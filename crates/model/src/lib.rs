#![deny(
    trivial_numeric_casts,
    missing_docs,
    unsafe_code,
    unused_import_braces,
    unused_qualifications,
    unused_extern_crates
)]
#![warn(rust_2021_compatibility, unreachable_pub)]

//! Shared data types for the edge pipeline core: the `Sample` produced by
//! collectors, the persisted row shapes for each table, and `RingSummary`.
//!
//! This crate has no I/O and no async: it is the vocabulary every other
//! crate in the workspace shares.

pub mod ring;
pub mod sample;

pub use ring::{DataCompletenessFlag, IndicatorStats, RingSummary};
pub use sample::{QualityFlag, Sample, SampleMetadata, Table};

Task directions:
Transcribe the records. Keep every word exactly as it stands.

Solved exercise:
filename crates/model/src/lib.rs
#![deny(
    trivial_numeric_casts,
    missing_docs,
    unsafe_code,
    unused_import_braces,
    unused_qualifications,
    unused_extern_crates
)]
#![warn(rust_2021_compatibility, unreachable_pub)]

//! Shared data types for the edge pipeline core: the `Sample` produced by
//! collectors, the persisted row shapes for each table, and `RingSummary`.
//!
//! This crate has no I/O and no async: it is the vocabulary every other
//! crate in the workspace shares.

pub mod ring;
pub mod sample;

pub use ring::{DataCompletenessFlag, IndicatorStats, RingSummary};
pub use sample::{QualityFlag, Sample, SampleMetadata, Table};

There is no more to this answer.